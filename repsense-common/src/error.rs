//! Common error types for Repsense

use thiserror::Error;

/// Common result type for Repsense operations
pub type Result<T> = std::result::Result<T, Error>;

/// Common error types across Repsense services
#[derive(Error, Debug)]
pub enum Error {
    /// Database operation error (wraps sqlx::Error)
    #[error("Database error: {0}")]
    Database(#[from] sqlx::Error),

    /// I/O operation error (wraps std::io::Error)
    #[error("IO error: {0}")]
    Io(#[from] std::io::Error),

    /// Configuration loading or validation error
    #[error("Configuration error: {0}")]
    Config(String),

    /// Invalid input at a boundary (telemetry line, request parameter)
    #[error("Invalid input: {0}")]
    InvalidInput(String),

    /// Internal error
    #[error("Internal error: {0}")]
    Internal(String),
}
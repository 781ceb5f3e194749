//! # Repsense Common Library
//!
//! Shared code for the Repsense services including:
//! - Telemetry frame type and boundary validation
//! - Event types (TrackerEvent enum) and broadcast bus
//! - Database models and queries
//! - Common error type
//! - Timestamp utilities

pub mod db;
pub mod error;
pub mod events;
pub mod frame;
pub mod time;

pub use error::{Error, Result};
pub use frame::TelemetryFrame;
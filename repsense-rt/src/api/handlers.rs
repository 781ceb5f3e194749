//! HTTP request handlers
//!
//! Implements the set-control endpoints and status surface. Control bodies
//! carry the display client's view (`client_ts`, `reps_gyro`); the tracker
//! reconciles them against its own state.

use axum::{extract::State, http::StatusCode, Json};
use chrono::{DateTime, Utc};
use serde::{Deserialize, Serialize};
use tracing::error;

use crate::api::server::AppContext;
use crate::tracker::{EndSetRequest, StartSetRequest, TrackerStatus};

// ============================================================================
// Request/Response Types
// ============================================================================

#[derive(Debug, Serialize)]
pub struct HealthResponse {
    status: String,
    module: String,
    version: String,
}

#[derive(Debug, Serialize)]
pub struct StatusResponse {
    status: String,
}

#[derive(Debug, Deserialize)]
pub struct StartSetBody {
    pub exercise_name: Option<String>,
    pub target_reps: Option<i64>,
    pub client_ts: Option<DateTime<Utc>>,
}

#[derive(Debug, Serialize)]
pub struct StartSetResponse {
    status: String,
    set_id: i64,
    /// Id of a prior set that was still open and got auto-closed
    #[serde(skip_serializing_if = "Option::is_none")]
    auto_closed_set_id: Option<i64>,
}

#[derive(Debug, Deserialize)]
pub struct EndSetBody {
    /// Rep count as seen by the display client
    pub reps_gyro: Option<i64>,
    pub client_ts: Option<DateTime<Utc>>,
}

#[derive(Debug, Serialize)]
pub struct EndSetResponse {
    status: String,
    #[serde(skip_serializing_if = "Option::is_none")]
    set_id: Option<i64>,
    #[serde(skip_serializing_if = "Option::is_none")]
    actual_reps: Option<i64>,
    /// Null when the set recorded no reps
    avg_tempo_ms: Option<u64>,
}

// ============================================================================
// Handlers
// ============================================================================

/// GET /health - Health check endpoint
pub async fn health() -> Json<HealthResponse> {
    Json(HealthResponse {
        status: "healthy".to_string(),
        module: "rep_tracker".to_string(),
        version: env!("CARGO_PKG_VERSION").to_string(),
    })
}

/// POST /api/set/start - Begin a new set
pub async fn start_set(
    State(ctx): State<AppContext>,
    Json(body): Json<StartSetBody>,
) -> Result<Json<StartSetResponse>, (StatusCode, Json<StatusResponse>)> {
    let request = StartSetRequest {
        exercise_name: body.exercise_name,
        target_reps: body.target_reps,
        client_ts: body.client_ts,
    };
    match ctx.tracker.start_set(request).await {
        Ok(started) => Ok(Json(StartSetResponse {
            status: "started".to_string(),
            set_id: started.set_id,
            auto_closed_set_id: started.auto_closed.map(|closed| closed.set_id),
        })),
        Err(e) => {
            error!("start_set failed: {}", e);
            Err((
                StatusCode::INTERNAL_SERVER_ERROR,
                Json(StatusResponse {
                    status: format!("error: {e}"),
                }),
            ))
        }
    }
}

/// POST /api/set/end - Close the active set
///
/// Closing with no active set is a warning-level no-op, reported as
/// `no_active_set` with a 200, not an error.
pub async fn end_set(
    State(ctx): State<AppContext>,
    Json(body): Json<EndSetBody>,
) -> Result<Json<EndSetResponse>, (StatusCode, Json<StatusResponse>)> {
    let request = EndSetRequest {
        reps_observed: body.reps_gyro,
        client_ts: body.client_ts,
    };
    match ctx.tracker.end_set(request).await {
        Ok(Some(closed)) => Ok(Json(EndSetResponse {
            status: "ended".to_string(),
            set_id: Some(closed.set_id),
            actual_reps: Some(closed.actual_reps),
            avg_tempo_ms: closed.avg_tempo_ms,
        })),
        Ok(None) => Ok(Json(EndSetResponse {
            status: "no_active_set".to_string(),
            set_id: None,
            actual_reps: None,
            avg_tempo_ms: None,
        })),
        Err(e) => {
            error!("end_set failed: {}", e);
            Err((
                StatusCode::INTERNAL_SERVER_ERROR,
                Json(StatusResponse {
                    status: format!("error: {e}"),
                }),
            ))
        }
    }
}

/// GET /api/status - Lifecycle snapshot
pub async fn status(
    State(ctx): State<AppContext>,
) -> Result<Json<TrackerStatus>, (StatusCode, Json<StatusResponse>)> {
    match ctx.tracker.status().await {
        Ok(status) => Ok(Json(status)),
        Err(e) => {
            error!("status query failed: {}", e);
            Err((
                StatusCode::INTERNAL_SERVER_ERROR,
                Json(StatusResponse {
                    status: format!("error: {e}"),
                }),
            ))
        }
    }
}
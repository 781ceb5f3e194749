//! Database initialization
//!
//! Creates the database file and schema on first run; reopening an existing
//! database is a no-op for the schema.

use crate::Result;
use sqlx::{sqlite::SqlitePoolOptions, SqlitePool};
use std::path::Path;
use tracing::info;

/// Initialize database connection and create tables if needed
pub async fn init_database(db_path: &Path) -> Result<SqlitePool> {
    let newly_created = !db_path.exists();

    // Create parent directory if it doesn't exist
    if let Some(parent) = db_path.parent() {
        if !parent.as_os_str().is_empty() {
            std::fs::create_dir_all(parent)?;
        }
    }

    let db_url = format!("sqlite://{}?mode=rwc", db_path.display());
    let pool = SqlitePoolOptions::new()
        .max_connections(5)
        .connect(&db_url)
        .await?;

    if newly_created {
        info!("Initialized new database: {}", db_path.display());
    } else {
        info!("Opened existing database: {}", db_path.display());
    }

    // Enable foreign keys
    sqlx::query("PRAGMA foreign_keys = ON").execute(&pool).await?;

    // WAL keeps readers unblocked while the persistence writer inserts
    sqlx::query("PRAGMA journal_mode = WAL").execute(&pool).await?;

    sqlx::query("PRAGMA busy_timeout = 5000").execute(&pool).await?;

    // Schema creation (idempotent)
    create_sessions_table(&pool).await?;
    create_sets_table(&pool).await?;
    create_reps_table(&pool).await?;

    Ok(pool)
}

async fn create_sessions_table(pool: &SqlitePool) -> Result<()> {
    sqlx::query(
        "CREATE TABLE IF NOT EXISTS sessions (
            id INTEGER PRIMARY KEY AUTOINCREMENT,
            device_id TEXT NOT NULL,
            started_at TEXT NOT NULL,
            notes TEXT
        )",
    )
    .execute(pool)
    .await?;
    Ok(())
}

async fn create_sets_table(pool: &SqlitePool) -> Result<()> {
    sqlx::query(
        "CREATE TABLE IF NOT EXISTS sets (
            id INTEGER PRIMARY KEY AUTOINCREMENT,
            session_id INTEGER NOT NULL REFERENCES sessions(id),
            exercise_name TEXT,
            target_reps INTEGER,
            created_at TEXT NOT NULL,
            actual_reps INTEGER,
            avg_tempo_ms INTEGER
        )",
    )
    .execute(pool)
    .await?;
    Ok(())
}

async fn create_reps_table(pool: &SqlitePool) -> Result<()> {
    sqlx::query(
        "CREATE TABLE IF NOT EXISTS reps (
            id INTEGER PRIMARY KEY AUTOINCREMENT,
            set_id INTEGER NOT NULL REFERENCES sets(id),
            rep_index INTEGER NOT NULL,
            t_ms_start INTEGER NOT NULL,
            t_ms_end INTEGER NOT NULL,
            peak_amag REAL NOT NULL,
            tempo_ms INTEGER
        )",
    )
    .execute(pool)
    .await?;
    Ok(())
}
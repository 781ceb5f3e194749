//! Rep record queries

use sqlx::SqlitePool;

use crate::db::models::RepRecord;
use crate::Result;

/// Insert one rep record. Issued exactly once per reconciled rep; the store
/// does not deduplicate.
pub async fn insert_rep(
    pool: &SqlitePool,
    set_id: i64,
    rep_index: i64,
    t_ms_start: i64,
    t_ms_end: i64,
    peak_amag: f64,
    tempo_ms: Option<i64>,
) -> Result<()> {
    sqlx::query(
        "INSERT INTO reps (set_id, rep_index, t_ms_start, t_ms_end, peak_amag, tempo_ms)
         VALUES (?, ?, ?, ?, ?, ?)",
    )
    .bind(set_id)
    .bind(rep_index)
    .bind(t_ms_start)
    .bind(t_ms_end)
    .bind(peak_amag)
    .bind(tempo_ms)
    .execute(pool)
    .await?;
    Ok(())
}

/// All reps of one set, in rep-index order.
pub async fn list_reps(pool: &SqlitePool, set_id: i64) -> Result<Vec<RepRecord>> {
    let records = sqlx::query_as::<_, RepRecord>(
        "SELECT id, set_id, rep_index, t_ms_start, t_ms_end, peak_amag, tempo_ms
         FROM reps WHERE set_id = ? ORDER BY rep_index",
    )
    .bind(set_id)
    .fetch_all(pool)
    .await?;
    Ok(records)
}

++++++++++

» WHAT IS EXPECTED:
Starting with the first line of the records above, give back each line exactly until the line with "#[derive(Error, Debug)]" has been given as well.

» RESPONSE:
filename repsense-common/src/error.rs
//! Common error types for Repsense

use thiserror::Error;

/// Common result type for Repsense operations
pub type Result<T> = std::result::Result<T, Error>;

/// Common error types across Repsense services
#[derive(Error, Debug)]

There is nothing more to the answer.